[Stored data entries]
○ ○ ○ ○

//! Client served over the HTTPS interaction endpoint

use axum::Router;
use itx_common::{ClientConfig, ClientError, ClientResult, SignatureVerifier};
use itx_rest::{RestClient, RestHandler};
use std::sync::Arc;
use tokio::net::TcpListener;
use tokio_util::sync::CancellationToken;

use super::ClientParts;
use crate::http::{create_app, HttpState};

/// Bot receiving interactions as signed HTTPS deliveries
pub struct HttpClient {
    parts: ClientParts,
    verifier: SignatureVerifier,
}

client_operations!(HttpClient);

impl HttpClient {
    /// Client with the reqwest REST collaborator
    ///
    /// Fails when the token or the public key is missing or malformed.
    pub fn new(config: ClientConfig) -> ClientResult<Self> {
        let rest = RestClient::new(&config.bot.token, &config.rest)?;
        Self::with_rest(config, Arc::new(rest))
    }

    pub fn with_rest(config: ClientConfig, rest: Arc<dyn RestHandler>) -> ClientResult<Self> {
        let verifier = SignatureVerifier::from_hex(config.require_public_key()?)?;
        let parts = ClientParts::new(config, rest)?;
        Ok(Self { parts, verifier })
    }

    /// Router serving the interaction endpoint and the health route
    pub fn router(&self) -> Router {
        let state = HttpState::new(
            Arc::new(self.parts.dispatcher.clone()),
            self.verifier.clone(),
            self.parts.config.http.response_deadline(),
        );
        create_app(state, &self.parts.config.http)
    }

    /// Bind the configured address and serve until `shutdown` is cancelled
    pub async fn serve(&self, shutdown: CancellationToken) -> ClientResult<()> {
        let address = self.parts.config.http.address();
        let listener = TcpListener::bind(&address).await.map_err(|e| {
            ClientError::internal(std::io::Error::new(
                e.kind(),
                format!("Failed to bind to {address}: {e}"),
            ))
        })?;
        self.serve_on(listener, shutdown).await
    }

    /// Serve on an already bound listener until `shutdown` is cancelled
    pub async fn serve_on(&self, listener: TcpListener, shutdown: CancellationToken) -> ClientResult<()> {
        let address = listener.local_addr().map_err(ClientError::internal)?;
        tracing::info!(
            address = %address,
            path = %self.parts.config.http.path,
            "Serving interaction endpoint"
        );

        axum::serve(listener, self.router())
            .with_graceful_shutdown(async move { shutdown.cancelled().await })
            .await
            .map_err(ClientError::internal)?;

        tracing::info!("Interaction endpoint stopped");
        Ok(())
    }
}

impl std::fmt::Debug for HttpClient {
    fn fmt(&self, f: &mut std::fmt::Formatter<'_>) -> std::fmt::Result {
        f.debug_struct("HttpClient")
            .field("registry", &self.parts.registry)
            .field("http", &self.parts.config.http)
            .finish_non_exhaustive()
    }
}

#[cfg(test)]
mod tests {
    use super::*;
    use crate::test_support::{signing_key, RecordingRest, TOKEN};
    use itx_core::{Command, InteractionContextType, MessageData, Snowflake};
    use itx_dispatch::{command_handler, CommandEntry, CommandFilter};
    use itx_rest::Method;
    use serde_json::json;

    fn config() -> ClientConfig {
        let public_key = hex::encode(signing_key().verifying_key().to_bytes());
        ClientConfig::new(TOKEN, Some(public_key))
    }

    fn client(rest: &Arc<RecordingRest>) -> HttpClient {
        HttpClient::with_rest(config(), rest.clone()).unwrap()
    }

    #[test]
    fn test_requires_public_key() {
        let err = HttpClient::with_rest(
            ClientConfig::new(TOKEN, None),
            Arc::new(RecordingRest::default()),
        )
        .unwrap_err();
        assert!(err.is_configuration());

        let err = HttpClient::with_rest(
            ClientConfig::new(TOKEN, Some("zz".to_string())),
            Arc::new(RecordingRest::default()),
        )
        .unwrap_err();
        assert!(matches!(err, ClientError::InvalidPublicKey(_)));
    }

    #[test]
    fn test_rejects_malformed_token() {
        let public_key = hex::encode(signing_key().verifying_key().to_bytes());
        let err = HttpClient::with_rest(
            ClientConfig::new("!!!.x.y", Some(public_key)),
            Arc::new(RecordingRest::default()),
        )
        .unwrap_err();
        assert!(matches!(err, ClientError::InvalidToken(_)));
    }

    #[test]
    fn test_application_id_from_token() {
        let rest = Arc::new(RecordingRest::default());
        assert_eq!(client(&rest).registry().application_id(), Snowflake::new(2002));
    }

    #[tokio::test]
    async fn test_sync_commands_globally_and_per_guild() {
        let rest = Arc::new(RecordingRest::default());
        for route in [
            "/applications/2002/commands",
            "/applications/2002/guilds/10/commands",
            "/applications/2002/guilds/11/commands",
        ] {
            rest.respond(route, json!([]));
        }
        let client = client(&rest).with_default_contexts(vec![InteractionContextType::BotDm]);
        for name in ["ping", "roll"] {
            client
                .registry()
                .register_command(CommandEntry::new(
                    Command::new(name, "test"),
                    command_handler(|_ctx| async {}),
                ))
                .unwrap();
        }

        client.sync_commands(&[], &CommandFilter::All).await.unwrap();
        client
            .sync_commands(
                &[Snowflake::new(10), Snowflake::new(11)],
                &CommandFilter::Only(vec!["roll".to_string()]),
            )
            .await
            .unwrap();

        let calls = rest.calls();
        assert_eq!(calls.len(), 3);
        assert_eq!(calls[0].method, Method::PUT);
        assert_eq!(calls[0].route, "/applications/2002/commands");
        let names: Vec<_> = calls[0]
            .body
            .as_ref()
            .unwrap()
            .as_array()
            .unwrap()
            .iter()
            .map(|command| command["name"].clone())
            .collect();
        assert_eq!(names, vec![json!("ping"), json!("roll")]);
        assert_eq!(calls[0].body.as_ref().unwrap()[0]["contexts"], json!([1]));

        assert_eq!(calls[1].route, "/applications/2002/guilds/10/commands");
        assert_eq!(calls[2].route, "/applications/2002/guilds/11/commands");
        assert_eq!(calls[2].body.as_ref().unwrap().as_array().unwrap().len(), 1);
    }

    #[tokio::test]
    async fn test_send_private_message_opens_dm_first() {
        let rest = Arc::new(RecordingRest::default());
        rest.respond("/users/@me/channels", json!({"id": "88", "type": 1}));
        rest.respond(
            "/channels/88/messages",
            json!({"id": "501", "channel_id": "88", "content": "psst"}),
        );
        let client = client(&rest);

        let sent = client
            .send_private_message(Snowflake::new(9), &MessageData::text("psst"))
            .await
            .unwrap();
        assert_eq!(sent.id, Snowflake::new(501));
        assert_eq!(sent.channel_id, Snowflake::new(88));

        let calls = rest.calls();
        assert_eq!(calls.len(), 2);
        assert_eq!(calls[0].method, Method::POST);
        assert_eq!(calls[0].body, Some(json!({"recipient_id": "9"})));
        assert_eq!(calls[1].route, "/channels/88/messages");
        assert_eq!(calls[1].body, Some(json!({"content": "psst"})));
    }

    #[tokio::test]
    async fn test_message_and_lookup_operations() {
        let rest = Arc::new(RecordingRest::default());
        rest.respond("/users/9", json!({"id": "9", "username": "ferris"}));
        rest.respond(
            "/guilds/10/members/9",
            json!({"user": {"id": "9", "username": "ferris"}, "roles": []}),
        );
        let client = client(&rest);
        let (channel, message) = (Snowflake::new(5), Snowflake::new(42));

        client
            .edit_message(channel, message, &MessageData::text("edited"))
            .await
            .unwrap();
        client.crosspost_message(channel, message).await.unwrap();
        client.delete_message(channel, message).await.unwrap();
        assert_eq!(client.fetch_user(Snowflake::new(9)).await.unwrap().username, "ferris");
        let member = client
            .fetch_member(Snowflake::new(10), Snowflake::new(9))
            .await
            .unwrap();
        assert_eq!(member.guild_id, Some(Snowflake::new(10)));
        client.ping().await.unwrap();

        let routes: Vec<_> = rest
            .calls()
            .into_iter()
            .map(|call| (call.method, call.route))
            .collect();
        assert_eq!(
            routes,
            vec![
                (Method::PATCH, "/channels/5/messages/42".to_string()),
                (Method::POST, "/channels/5/messages/42/crosspost".to_string()),
                (Method::DELETE, "/channels/5/messages/42".to_string()),
                (Method::GET, "/users/9".to_string()),
                (Method::GET, "/guilds/10/members/9".to_string()),
                (Method::GET, "/gateway".to_string()),
            ]
        );
    }

    #[tokio::test]
    async fn test_serve_stops_on_shutdown() {
        let rest = Arc::new(RecordingRest::default());
        let client = client(&rest);
        let listener = TcpListener::bind("127.0.0.1:0").await.unwrap();
        let shutdown = CancellationToken::new();

        shutdown.cancel();
        client.serve_on(listener, shutdown).await.unwrap();
    }
}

○ ○ ○ ○

* **What is required**: Quote the data above from the line containing "assert_eq!(sent.channel_id, Snowflake::new(88));" to the line containing "let shutdown = CancellationToken::new();", inclusive, and stop.

* **Reply to the task**:
        assert_eq!(sent.channel_id, Snowflake::new(88));

        let calls = rest.calls();
        assert_eq!(calls.len(), 2);
        assert_eq!(calls[0].method, Method::POST);
        assert_eq!(calls[0].body, Some(json!({"recipient_id": "9"})));
        assert_eq!(calls[1].route, "/channels/88/messages");
        assert_eq!(calls[1].body, Some(json!({"content": "psst"})));
    }

    #[tokio::test]
    async fn test_message_and_lookup_operations() {
        let rest = Arc::new(RecordingRest::default());
        rest.respond("/users/9", json!({"id": "9", "username": "ferris"}));
        rest.respond(
            "/guilds/10/members/9",
            json!({"user": {"id": "9", "username": "ferris"}, "roles": []}),
        );
        let client = client(&rest);
        let (channel, message) = (Snowflake::new(5), Snowflake::new(42));

        client
            .edit_message(channel, message, &MessageData::text("edited"))
            .await
            .unwrap();
        client.crosspost_message(channel, message).await.unwrap();
        client.delete_message(channel, message).await.unwrap();
        assert_eq!(client.fetch_user(Snowflake::new(9)).await.unwrap().username, "ferris");
        let member = client
            .fetch_member(Snowflake::new(10), Snowflake::new(9))
            .await
            .unwrap();
        assert_eq!(member.guild_id, Some(Snowflake::new(10)));
        client.ping().await.unwrap();

        let routes: Vec<_> = rest
            .calls()
            .into_iter()
            .map(|call| (call.method, call.route))
            .collect();
        assert_eq!(
            routes,
            vec![
                (Method::PATCH, "/channels/5/messages/42".to_string()),
                (Method::POST, "/channels/5/messages/42/crosspost".to_string()),
                (Method::DELETE, "/channels/5/messages/42".to_string()),
                (Method::GET, "/users/9".to_string()),
                (Method::GET, "/guilds/10/members/9".to_string()),
                (Method::GET, "/gateway".to_string()),
            ]
        );
    }

    #[tokio::test]
    async fn test_serve_stops_on_shutdown() {
        let rest = Arc::new(RecordingRest::default());
        let client = client(&rest);
        let listener = TcpListener::bind("127.0.0.1:0").await.unwrap();
        let shutdown = CancellationToken::new();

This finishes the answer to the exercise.